投稿日: Feb 26, 2014 1:37:35 AM
地元振興だけでは縮指向
システムソフトの創業者樺島正博氏のfacebookページができている。システムソフトのことを記事『ベンチャーの土壌』で書いたが、まだ語られていないことが山ほどあるので今後を期待したい。パッケージソフトの世界は1995年のWindows95以前と以降では大きく異なり、それ以前はアメリカ産のソフトを日本語化していたのが、ユニコードの頃からは開発側がインターナショナライゼーションを意識するようになっていった。システムソフトはゲームから受託からいろんなソフト開発を行っていたが、DTPの日本語化という点でもパイオニアだった。
初期DTPでは北海道でPageMakerが、九州でQuarkが日本語化され、その他も関西や北陸でもDTP開発があった。パソコンの登場以来、ソフト開発はどこでもできるようになったのだから、日本各地にIT産業の機会が生まれた。その後どのくらい日本の地方はIT力を上げたのだろうかと思う。
1980年代の日本のベンチャーは北大・九大を含め、やはり人材ベースで起こったもので、ベンチャーは人であると思うし、だから有名大学の学生が大手企業の就職ばかりに向かい出すと日本のベンチャーの育成は難しくなるだろう。アメリカの有名難関大学の場合は卒業生のうち成績トップクラスは起業を目指し、それに次ぐクラスはコンサルなど独立をめざし、真ん中以下が企業の就職に向かうようなことを聞いたことがある。
これは大学が学生にどんな資質を与えようとしているのかという違いでもあるように思う。日本の大学は第一に就職率を気にするサラリーマン養成所となっているわけだが、それではベンチャースピリットをもった人間を輩出できるわけがない。
もっともベンチャー振興を大学に負わせるのは間違いで、本来は家庭で子供が将来どういう方向を目指すのかを叩き込んでおかなければならない。これは家庭環境とか文化の問題になり、子供は結局は親の背中を見て育つので、親にベンチャースピリットがないことには、子供が職業選択でサラリーマンが一番楽してお金がもらえるからいいと思うのは仕方がない。

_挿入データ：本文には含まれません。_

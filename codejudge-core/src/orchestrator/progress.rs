//! Progress reporting for evaluation requests
//!
//! The orchestrator reports lifecycle transitions and the final artifact
//! through a [`ProgressSink`]. Two sinks ship with the crate:
//!
//! - [`ChannelProgressSink`] forwards [`ProgressEvent`]s over a tokio mpsc channel
//! - [`TracingProgressSink`] writes them to the log
//!
//! # Example
//!
//! ```rust,ignore
//! use codejudge_core::orchestrator::{ProgressEvent, progress_channel};
//!
//! let (sink, mut rx) = progress_channel(32);
//! tokio::spawn(async move {
//!     while let Some(event) = rx.recv().await {
//!         println!("{}", event.describe());
//!     }
//! });
//! let result = orchestrator.run(&request, &sink).await?;
//! ```

use async_trait::async_trait;
use chrono::{DateTime, Utc};
use serde::{Deserialize, Serialize};
use tokio::sync::mpsc;
use tracing::{error, info};

use crate::aggregate::AggregateResult;

/// Lifecycle of one evaluation request as seen by its caller
#[derive(Debug, Clone, Copy, PartialEq, Eq, Serialize, Deserialize)]
#[serde(rename_all = "lowercase")]
pub enum TaskLifecycle {
    Working,
    Completed,
    Failed,
}

impl std::fmt::Display for TaskLifecycle {
    fn fmt(&self, f: &mut std::fmt::Formatter<'_>) -> std::fmt::Result {
        let name = match self {
            TaskLifecycle::Working => "working",
            TaskLifecycle::Completed => "completed",
            TaskLifecycle::Failed => "failed",
        };
        f.write_str(name)
    }
}

/// Notification emitted while a request is processed
#[derive(Debug, Clone, PartialEq, Serialize, Deserialize)]
#[serde(tag = "type", rename_all = "snake_case")]
pub enum ProgressEvent {
    /// Lifecycle transition with a human-readable message
    Update {
        state: TaskLifecycle,
        message: String,
        timestamp: DateTime<Utc>,
    },

    /// Terminal artifact carrying the aggregate result
    Artifact {
        name: String,
        result: AggregateResult,
        timestamp: DateTime<Utc>,
    },
}

impl ProgressEvent {
    /// Lifecycle state, if this is an update
    pub fn state(&self) -> Option<TaskLifecycle> {
        match self {
            ProgressEvent::Update { state, .. } => Some(*state),
            ProgressEvent::Artifact { .. } => None,
        }
    }

    /// One-line description for logs and terminals
    pub fn describe(&self) -> String {
        match self {
            ProgressEvent::Update { state, message, .. } => format!("[{}] {}", state, message),
            ProgressEvent::Artifact { name, result, .. } => {
                format!("[artifact] {}: winner {}", name, result.winner)
            }
        }
    }
}

/// Receives progress from the orchestrator.
///
/// Delivery is best effort; a sink must not fail the evaluation.
#[async_trait]
pub trait ProgressSink: Send + Sync {
    async fn update(&self, state: TaskLifecycle, message: &str);

    async fn artifact(&self, name: &str, result: &AggregateResult);
}

/// Receiver half of a progress channel
pub type ProgressReceiver = mpsc::Receiver<ProgressEvent>;

/// Sink that forwards events into a tokio mpsc channel
#[derive(Debug, Clone)]
pub struct ChannelProgressSink {
    sender: mpsc::Sender<ProgressEvent>,
}

/// Creates a progress channel with the specified buffer capacity.
pub fn progress_channel(buffer_size: usize) -> (ChannelProgressSink, ProgressReceiver) {
    let (sender, receiver) = mpsc::channel(buffer_size);
    (ChannelProgressSink { sender }, receiver)
}

#[async_trait]
impl ProgressSink for ChannelProgressSink {
    async fn update(&self, state: TaskLifecycle, message: &str) {
        let _ = self
            .sender
            .send(ProgressEvent::Update {
                state,
                message: message.to_string(),
                timestamp: Utc::now(),
            })
            .await;
    }

    async fn artifact(&self, name: &str, result: &AggregateResult) {
        let _ = self
            .sender
            .send(ProgressEvent::Artifact {
                name: name.to_string(),
                result: result.clone(),
                timestamp: Utc::now(),
            })
            .await;
    }
}

/// Sink that only logs
#[derive(Debug, Default, Clone, Copy)]
pub struct TracingProgressSink;

#[async_trait]
impl ProgressSink for TracingProgressSink {
    async fn update(&self, state: TaskLifecycle, message: &str) {
        match state {
            TaskLifecycle::Failed => error!(state = %state, "{}", message),
            _ => info!(state = %state, "{}", message),
        }
    }

    async fn artifact(&self, name: &str, result: &AggregateResult) {
        info!(
            artifact = name,
            winner = %result.winner,
            execution_correctness = result.execution_correctness,
            style_score = result.style_score,
            conciseness = result.conciseness,
            relevance = result.relevance,
            "evaluation artifact"
        );
    }
}
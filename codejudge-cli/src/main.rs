//! codejudge CLI - run and inspect translation evaluations

use anyhow::{Context, Result};
use clap::{Parser, Subcommand};
use std::path::{Path, PathBuf};

use codejudge_core::config::CodeJudgeConfig;
use codejudge_core::orchestrator::{EvalRequest, Orchestrator, TaskLifecycle, progress_channel};
use codejudge_core::scoring::ScoringCascade;

#[derive(Parser)]
#[command(name = "codejudge")]
#[command(about = "Judge code translations produced by a remote agent", long_about = None)]
#[command(version)]
struct Cli {
    #[command(subcommand)]
    command: Commands,
}

#[derive(Subcommand)]
enum Commands {
    /// Evaluate a participant and print the result artifact as JSON
    Evaluate {
        /// Evaluation request file (JSON)
        #[arg(short, long)]
        request: PathBuf,

        /// Configuration file; defaults to codejudge.toml plus environment
        #[arg(short, long, env = "CODEJUDGE_CONFIG_PATH")]
        config: Option<PathBuf>,
    },
    /// Check a request without contacting anyone
    Validate {
        /// Evaluation request file (JSON)
        #[arg(short, long)]
        request: PathBuf,
    },
    /// List scoring backends in attempt order
    Backends {
        #[arg(short, long, env = "CODEJUDGE_CONFIG_PATH")]
        config: Option<PathBuf>,
    },
    /// Version information
    Version,
}

#[tokio::main]
async fn main() -> Result<()> {
    tracing_subscriber::fmt()
        .with_env_filter(
            tracing_subscriber::EnvFilter::try_from_default_env()
                .unwrap_or_else(|_| tracing_subscriber::EnvFilter::new("info")),
        )
        .with_writer(std::io::stderr)
        .init();

    let cli = Cli::parse();

    match cli.command {
        Commands::Version => {
            println!("codejudge {}", env!("CARGO_PKG_VERSION"));
            println!("codejudge-core {}", codejudge_core::VERSION);
        }
        Commands::Validate { request } => {
            let request = read_request(&request)?;
            let validated = request.validate()?;
            println!(
                "ok: role {} at {}, {} case(s), {} -> {}",
                validated.role,
                validated.endpoint,
                validated.cases.len(),
                validated.source_language,
                validated.target_language
            );
        }
        Commands::Backends { config } => {
            let config = load_config(config.as_deref())?;
            let cascade = ScoringCascade::from_config(&config.scoring)?;
            for (position, backend) in cascade.backends().enumerate() {
                let output = if backend.supports_structured_output {
                    "structured"
                } else {
                    "text"
                };
                println!("{}. {} ({})", position + 1, backend.name, output);
            }
        }
        Commands::Evaluate { request, config } => {
            let request = read_request(&request)?;
            let config = load_config(config.as_deref())?;
            let orchestrator = Orchestrator::from_config(&config)?;

            let (sink, mut rx) = progress_channel(64);
            let printer = tokio::spawn(async move {
                while let Some(event) = rx.recv().await {
                    match event.state() {
                        Some(TaskLifecycle::Failed) => tracing::error!("{}", event.describe()),
                        _ => tracing::info!("{}", event.describe()),
                    }
                }
            });

            let outcome = orchestrator.run(&request, &sink).await;
            drop(sink);
            printer.await.context("progress printer panicked")?;

            let result = outcome?;
            println!("{}", serde_json::to_string_pretty(&result)?);
        }
    }

    Ok(())
}

fn read_request(path: &Path) -> Result<EvalRequest> {
    let raw = std::fs::read_to_string(path)
        .with_context(|| format!("failed to read request {}", path.display()))?;
    serde_json::from_str(&raw)
        .with_context(|| format!("invalid request JSON in {}", path.display()))
}

fn load_config(path: Option<&Path>) -> Result<CodeJudgeConfig> {
    let config = match path {
        Some(path) => CodeJudgeConfig::from_file(path)?,
        None => CodeJudgeConfig::load()?,
    };
    Ok(config)
}
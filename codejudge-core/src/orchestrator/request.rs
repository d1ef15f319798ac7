//! Evaluation requests and their validation

use serde::{Deserialize, Serialize};
use serde_json::{Map, Value, json};
use std::collections::BTreeMap;

use crate::error::{JudgeError, Result};

/// An incoming request to judge one participant
#[derive(Debug, Clone, Serialize, Deserialize)]
pub struct EvalRequest {
    /// Role name mapped to endpoint address; exactly one entry is accepted
    pub participants: BTreeMap<String, String>,
    /// `source_language`, `target_language` and either `code_to_translate` or `test_cases`
    #[serde(default)]
    pub config: Map<String, Value>,
}

/// One code sample to translate, with its position in the batch
#[derive(Debug, Clone, PartialEq, Eq)]
pub struct EvaluationCase {
    pub original_code: String,
    pub source_language: String,
    pub target_language: String,
    /// 1-based position
    pub index: usize,
    pub total: usize,
}

impl EvaluationCase {
    /// Progress label such as `2/5`
    pub fn label(&self) -> String {
        format!("{}/{}", self.index, self.total)
    }

    /// Text sent to the participant for this case
    pub fn payload(&self) -> String {
        json!({
            "code_to_translate": self.original_code,
            "source_language": self.source_language,
            "target_language": self.target_language,
        })
        .to_string()
    }
}

/// A request that passed validation, split into cases
#[derive(Debug, Clone, PartialEq, Eq)]
pub struct ValidatedRequest {
    pub role: String,
    pub endpoint: String,
    pub source_language: String,
    pub target_language: String,
    pub cases: Vec<EvaluationCase>,
}

fn invalid(message: impl Into<String>) -> JudgeError {
    JudgeError::Validation(message.into())
}

fn required_string(config: &Map<String, Value>, key: &str) -> Result<String> {
    match config.get(key) {
        Some(Value::String(s)) if !s.trim().is_empty() => Ok(s.clone()),
        Some(Value::String(_)) => Err(invalid(format!("`{}` must not be empty", key))),
        Some(_) => Err(invalid(format!("`{}` must be a string", key))),
        None => Err(invalid(format!("missing `{}`", key))),
    }
}

fn code_samples(config: &Map<String, Value>) -> Result<Vec<String>> {
    match (config.get("code_to_translate"), config.get("test_cases")) {
        (Some(_), Some(_)) => Err(invalid(
            "provide either `code_to_translate` or `test_cases`, not both",
        )),
        (None, None) => Err(invalid("missing `code_to_translate` or `test_cases`")),
        (Some(Value::String(code)), None) => Ok(vec![code.clone()]),
        (Some(_), None) => Err(invalid("`code_to_translate` must be a string")),
        (None, Some(Value::Array(cases))) => {
            if cases.is_empty() {
                return Err(invalid("`test_cases` must not be empty"));
            }
            cases
                .iter()
                .enumerate()
                .map(|(i, case)| {
                    case.as_str()
                        .map(str::to_string)
                        .ok_or_else(|| invalid(format!("`test_cases[{}]` must be a string", i)))
                })
                .collect()
        }
        (None, Some(_)) => Err(invalid("`test_cases` must be a list of strings")),
    }
}

impl EvalRequest {
    /// Check the request shape and split it into ordered cases.
    ///
    /// # Errors
    ///
    /// Returns [`JudgeError::Validation`] naming the first violated rule.
    pub fn validate(&self) -> Result<ValidatedRequest> {
        if self.participants.len() != 1 {
            return Err(invalid(format!(
                "expected exactly one participant, got {}",
                self.participants.len()
            )));
        }
        let Some((role, endpoint)) = self.participants.iter().next() else {
            return Err(invalid("expected exactly one participant, got 0"));
        };
        if endpoint.trim().is_empty() {
            return Err(invalid(format!("participant `{}` has no endpoint", role)));
        }

        let source_language = required_string(&self.config, "source_language")?;
        let target_language = required_string(&self.config, "target_language")?;
        let samples = code_samples(&self.config)?;

        let total = samples.len();
        let cases = samples
            .into_iter()
            .enumerate()
            .map(|(i, original_code)| EvaluationCase {
                original_code,
                source_language: source_language.clone(),
                target_language: target_language.clone(),
                index: i + 1,
                total,
            })
            .collect();

        Ok(ValidatedRequest {
            role: role.clone(),
            endpoint: endpoint.clone(),
            source_language,
            target_language,
            cases,
        })
    }
}
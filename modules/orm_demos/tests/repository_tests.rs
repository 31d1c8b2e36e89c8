//! Repository behavior beyond what the demos exercise

mod common;

use common::memory_db;
use orm_demos::entity::{
    ass_credit_card, ass_user, mm_language, mm_user, mmbr_language, mmbr_user, mmbr_user_language,
    product, sql_express_user, user, user_language,
};
use orm_demos::repositories::{
    CardholderRepository, FieldValue, LanguageDirectoryRepository, ProductRepository,
    SharedLanguageRepository, SqlExpressionRepository, UserRepository,
};
use orm_demos::{
    auto_migrate, DemoError, NewCardholder, NewPolyglot, NewProduct, NewUser, ProductChanges,
    SchemaOptions,
};
use sea_orm::sea_query::Expr;
use sea_orm::{ColumnTrait, DbErr, EntityTrait, PaginatorTrait, QueryFilter};

fn opts() -> SchemaOptions {
    SchemaOptions::default()
}

// ===== Products =====

#[tokio::test]
async fn product_timestamps_are_stamped_by_hook() {
    let db = memory_db().await;
    auto_migrate(&db, product::Entity, &opts()).await.unwrap();
    let repo = ProductRepository::new(db.clone());

    let created = repo.create(&NewProduct::new("A1", 5)).await.unwrap();
    assert!(created.deleted_at.is_none());
    assert!(created.updated_at >= created.created_at);

    let updated = repo.update_price(created.clone(), 6).await.unwrap();
    assert_eq!(updated.created_at, created.created_at);
    assert!(updated.updated_at >= created.updated_at);
}

#[tokio::test]
async fn empty_changes_leave_row_untouched() {
    let db = memory_db().await;
    auto_migrate(&db, product::Entity, &opts()).await.unwrap();
    let repo = ProductRepository::new(db.clone());

    let created = repo.create(&NewProduct::new("A1", 5)).await.unwrap();
    let same = repo
        .apply_changes(created.clone(), &ProductChanges::default())
        .await
        .unwrap();
    assert_eq!(same, created);

    let price_only = ProductChanges {
        price: Some(9),
        ..ProductChanges::default()
    };
    let changed = repo.apply_changes(created, &price_only).await.unwrap();
    assert_eq!(changed.code, "A1");
    assert_eq!(changed.price, 9);
}

#[tokio::test]
async fn soft_delete_hides_row_and_is_not_repeated() {
    let db = memory_db().await;
    auto_migrate(&db, product::Entity, &opts()).await.unwrap();
    let repo = ProductRepository::new(db.clone());

    let created = repo.create(&NewProduct::new("A1", 5)).await.unwrap();
    assert_eq!(repo.soft_delete(created.id).await.unwrap(), 1);
    assert_eq!(repo.soft_delete(created.id).await.unwrap(), 0);

    assert!(repo.find_by_id(created.id).await.unwrap().is_none());
    assert!(repo.find_by_code("A1").await.unwrap().is_none());
    assert!(repo.find_unscoped(created.id).await.unwrap().is_some());

    assert_eq!(repo.purge(created.id).await.unwrap(), 1);
    assert!(repo.find_unscoped(created.id).await.unwrap().is_none());
}

// ===== Users and the insert hook =====

#[tokio::test]
async fn every_insert_gets_a_distinct_uuid() {
    let db = memory_db().await;
    auto_migrate(&db, user::Entity, &opts()).await.unwrap();
    let repo = UserRepository::new(db.clone());

    let a = repo.create(&NewUser::named("a")).await.unwrap();
    let b = repo.create(&NewUser::named("b")).await.unwrap();
    assert!(a.uuid.is_some());
    assert_ne!(a.uuid, b.uuid);
    assert_eq!(a.role, "");
}

#[tokio::test]
async fn admin_role_is_rejected_before_anything_is_written() {
    let db = memory_db().await;
    auto_migrate(&db, user::Entity, &opts()).await.unwrap();
    let repo = UserRepository::new(db.clone());

    let err = repo
        .create(&NewUser::named("root").with_role("admin"))
        .await
        .unwrap_err();
    assert!(matches!(err, DemoError::Db(DbErr::Custom(ref m)) if m == "invalid role"));
    assert_eq!(repo.count().await.unwrap(), 0);

    let ok = repo
        .create(&NewUser::named("ops").with_role("operator"))
        .await
        .unwrap();
    assert_eq!(ok.role, "operator");
}

#[tokio::test]
async fn batch_with_a_rejected_row_rolls_back() {
    let db = memory_db().await;
    auto_migrate(&db, user::Entity, &opts()).await.unwrap();
    let repo = UserRepository::new(db.clone());

    let batch = vec![
        NewUser::named("jinzhu1"),
        NewUser::named("root").with_role("admin"),
        NewUser::named("jinzhu3"),
    ];
    assert!(repo.create_batch(&batch).await.is_err());
    assert_eq!(repo.count().await.unwrap(), 0);
}

#[tokio::test]
async fn selected_insert_falls_back_to_column_defaults() {
    let db = memory_db().await;
    auto_migrate(&db, user::Entity, &opts()).await.unwrap();
    let repo = UserRepository::new(db.clone());

    let draft = NewUser::named("Jinzhu")
        .with_age(30)
        .with_role("operator")
        .with_email("jz@example.com");
    let row = repo
        .create_selected(&draft, &[user::Column::Name, user::Column::Age])
        .await
        .unwrap();

    assert_eq!(row.name, "Jinzhu");
    assert_eq!(row.age, 30);
    assert_eq!(row.role, "");
    assert!(row.email.is_none());
    assert!(row.uuid.is_some());
}

#[tokio::test]
async fn selecting_only_the_name_leaves_age_to_its_default() {
    let db = memory_db().await;
    auto_migrate(&db, user::Entity, &opts()).await.unwrap();
    let repo = UserRepository::new(db.clone());

    let row = repo
        .create_selected(&NewUser::named("Jinzhu").with_age(18), &[user::Column::Name])
        .await
        .unwrap();

    assert_eq!(row.name, "Jinzhu");
    assert_eq!(row.age, 0);
    assert!(row.uuid.is_some());
}

#[tokio::test]
async fn delete_missing_user_affects_nothing() {
    let db = memory_db().await;
    auto_migrate(&db, user::Entity, &opts()).await.unwrap();
    let repo = UserRepository::new(db.clone());

    assert_eq!(repo.delete(42).await.unwrap(), 0);
    assert!(repo.find_by_id(42).await.unwrap().is_none());
}

// ===== SQL expressions =====

#[tokio::test]
async fn plain_values_and_expressions_mix_in_one_insert() {
    let db = memory_db().await;
    auto_migrate(&db, sql_express_user::Entity, &opts()).await.unwrap();
    let repo = SqlExpressionRepository::new(db.clone());

    let id = repo
        .insert(vec![
            (
                sql_express_user::Column::Name,
                FieldValue::expr("LOWER(?) || ?", ["AB", "c"]),
            ),
            (sql_express_user::Column::Location, FieldValue::value("Paris")),
        ])
        .await
        .unwrap();

    let row = repo.find_by_id(id).await.unwrap().unwrap();
    assert_eq!(row.name, "abc");
    assert_eq!(row.location, "Paris");
}

#[tokio::test]
async fn empty_insert_is_an_error() {
    let db = memory_db().await;
    auto_migrate(&db, sql_express_user::Entity, &opts()).await.unwrap();
    let repo = SqlExpressionRepository::new(db.clone());

    assert!(repo.insert(Vec::new()).await.is_err());
}

// ===== Associations =====

#[tokio::test]
async fn card_requires_an_existing_holder() {
    let db = memory_db().await;
    auto_migrate(&db, ass_user::Entity, &opts()).await.unwrap();
    auto_migrate(&db, ass_credit_card::Entity, &opts()).await.unwrap();
    let repo = CardholderRepository::new(db.clone());

    let (holder, card) = repo
        .create_with_card(&NewCardholder {
            name: "jinzhu".to_string(),
            card_number: "4111".to_string(),
        })
        .await
        .unwrap();
    assert_eq!(card.ass_user_id, holder.id);

    let orphan = orm_demos::entity::ass_credit_card::ActiveModel {
        number: sea_orm::ActiveValue::Set("5555".to_string()),
        ass_user_id: sea_orm::ActiveValue::Set(holder.id + 100),
        ..Default::default()
    };
    assert!(sea_orm::ActiveModelTrait::insert(orphan, &*db).await.is_err());
    assert!(repo.find_with_card(holder.id + 100).await.unwrap().is_none());
}

#[tokio::test]
async fn languages_of_unknown_user_is_not_found() {
    let db = memory_db().await;
    auto_migrate(&db, mm_user::Entity, &opts()).await.unwrap();
    auto_migrate(&db, mm_language::Entity, &opts()).await.unwrap();
    auto_migrate(&db, user_language::Entity, &opts()).await.unwrap();
    let repo = LanguageDirectoryRepository::new(db.clone());

    let err = repo.languages_of(7).await.unwrap_err();
    assert!(matches!(err, DemoError::NotFound { entity: "mm_user", .. }));
}

#[tokio::test]
async fn languages_of_soft_deleted_user_is_not_found() {
    let db = memory_db().await;
    auto_migrate(&db, mm_user::Entity, &opts()).await.unwrap();
    auto_migrate(&db, mm_language::Entity, &opts()).await.unwrap();
    auto_migrate(&db, user_language::Entity, &opts()).await.unwrap();
    let repo = LanguageDirectoryRepository::new(db.clone());

    let (user, _) = repo
        .create_user_with_languages(
            &NewPolyglot::new("Yangwawa", "yww@example.com").speaking(["English"]),
        )
        .await
        .unwrap();
    mm_user::Entity::update_many()
        .col_expr(mm_user::Column::DeletedAt, Expr::value(chrono::Utc::now()))
        .filter(mm_user::Column::Id.eq(user.id))
        .exec(&*db)
        .await
        .unwrap();

    let err = repo.languages_of(user.id).await.unwrap_err();
    assert!(matches!(err, DemoError::NotFound { entity: "mm_user", .. }));
}

#[tokio::test]
async fn forward_many_to_many_inserts_a_row_per_listed_language() {
    let db = memory_db().await;
    auto_migrate(&db, mm_user::Entity, &opts()).await.unwrap();
    auto_migrate(&db, mm_language::Entity, &opts()).await.unwrap();
    auto_migrate(&db, user_language::Entity, &opts()).await.unwrap();
    let repo = LanguageDirectoryRepository::new(db.clone());

    let draft = NewPolyglot::new("a", "a@example.com").speaking(["English"]);
    repo.create_user_with_languages(&draft).await.unwrap();
    repo.create_user_with_languages(&draft).await.unwrap();

    assert_eq!(mm_language::Entity::find().count(&*db).await.unwrap(), 2);
    assert_eq!(user_language::Entity::find().count(&*db).await.unwrap(), 2);

    let (silent, languages) = repo
        .create_user_with_languages(&NewPolyglot::new("b", "b@example.com"))
        .await
        .unwrap();
    assert!(languages.is_empty());
    assert!(repo.languages_of(silent.id).await.unwrap().is_empty());
}

#[tokio::test]
async fn back_reference_dedupes_languages_within_a_batch() {
    let db = memory_db().await;
    auto_migrate(&db, mmbr_user::Entity, &opts()).await.unwrap();
    auto_migrate(&db, mmbr_language::Entity, &opts()).await.unwrap();
    auto_migrate(&db, mmbr_user_language::Entity, &opts()).await.unwrap();
    let repo = SharedLanguageRepository::new(db.clone());

    let drafts = vec![
        NewPolyglot::new("x", "x@example.com").speaking(["Go", "Rust", "Go"]),
        NewPolyglot::new("y", "y@example.com").speaking(["Rust"]),
    ];
    let created = repo.create_users(&drafts).await.unwrap();

    assert_eq!(created[0].1.len(), 2);
    assert_eq!(repo.find_languages_by_name("Rust").await.unwrap().len(), 1);
    assert_eq!(mmbr_user_language::Entity::find().count(&*db).await.unwrap(), 3);

    let rust = &created[1].1[0];
    let speakers = repo.speakers_of(rust.id).await.unwrap();
    assert_eq!(speakers.len(), 2);

    let y_languages = repo.languages_of(created[1].0.id).await.unwrap();
    assert_eq!(y_languages.len(), 1);
    assert_eq!(y_languages[0].name, "Rust");

    // A later batch gets its own rows
    repo.create_users(&[NewPolyglot::new("z", "z@example.com").speaking(["Rust"])])
        .await
        .unwrap();
    assert_eq!(repo.find_languages_by_name("Rust").await.unwrap().len(), 2);
}
//! SeaORM entities for the demo tables
//!
//! Entities with `created_at`/`updated_at`/`deleted_at` follow the same
//! bookkeeping convention: timestamps are stamped in `before_save`, and a
//! non-null `deleted_at` hides the row from scoped reads.

pub mod ass_credit_card;
pub mod ass_user;
pub mod mm_language;
pub mod mm_user;
pub mod mmbr_language;
pub mod mmbr_user;
pub mod mmbr_user_language;
pub mod product;
pub mod sql_express_user;
pub mod user;
pub mod user_language;

use sea_orm::entity::prelude::DateTimeUtc;
use sea_orm::ActiveValue;

/// Stamp `created_at` on first insert and `updated_at` on every save.
pub(crate) fn stamp_timestamps(
    created_at: &mut ActiveValue<DateTimeUtc>,
    updated_at: &mut ActiveValue<DateTimeUtc>,
    insert: bool,
) {
    let now = chrono::Utc::now();
    if insert && matches!(created_at, ActiveValue::NotSet) {
        *created_at = ActiveValue::Set(now);
    }
    *updated_at = ActiveValue::Set(now);
}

過去30年ほどの日本が、大過なく過ごせて安住することを第一にしてきた価値観のつけが、今の産業の沈滞をもたらした。
だからもし日本再生のためにベンチャーを振興したければ、安穏と暮らそうとするサラリーマンに辛くあたるような産業政策をしなければ、自立し自律的に生きようとする若者は増えてはいかないだろう。
1980年代に地方でベンチャーが頑張っていたのも、東京に比べて依存する顧客が少なかったからであろう。システムソフトの回顧でも地元のマーケットが小さいので、会社を伸ばすには地元以外の売上比率を高めるしかなかったことが、外に向かって活動することを駆り立てていたことがわかる。
まだブルーオーシャンは無限にあるのである。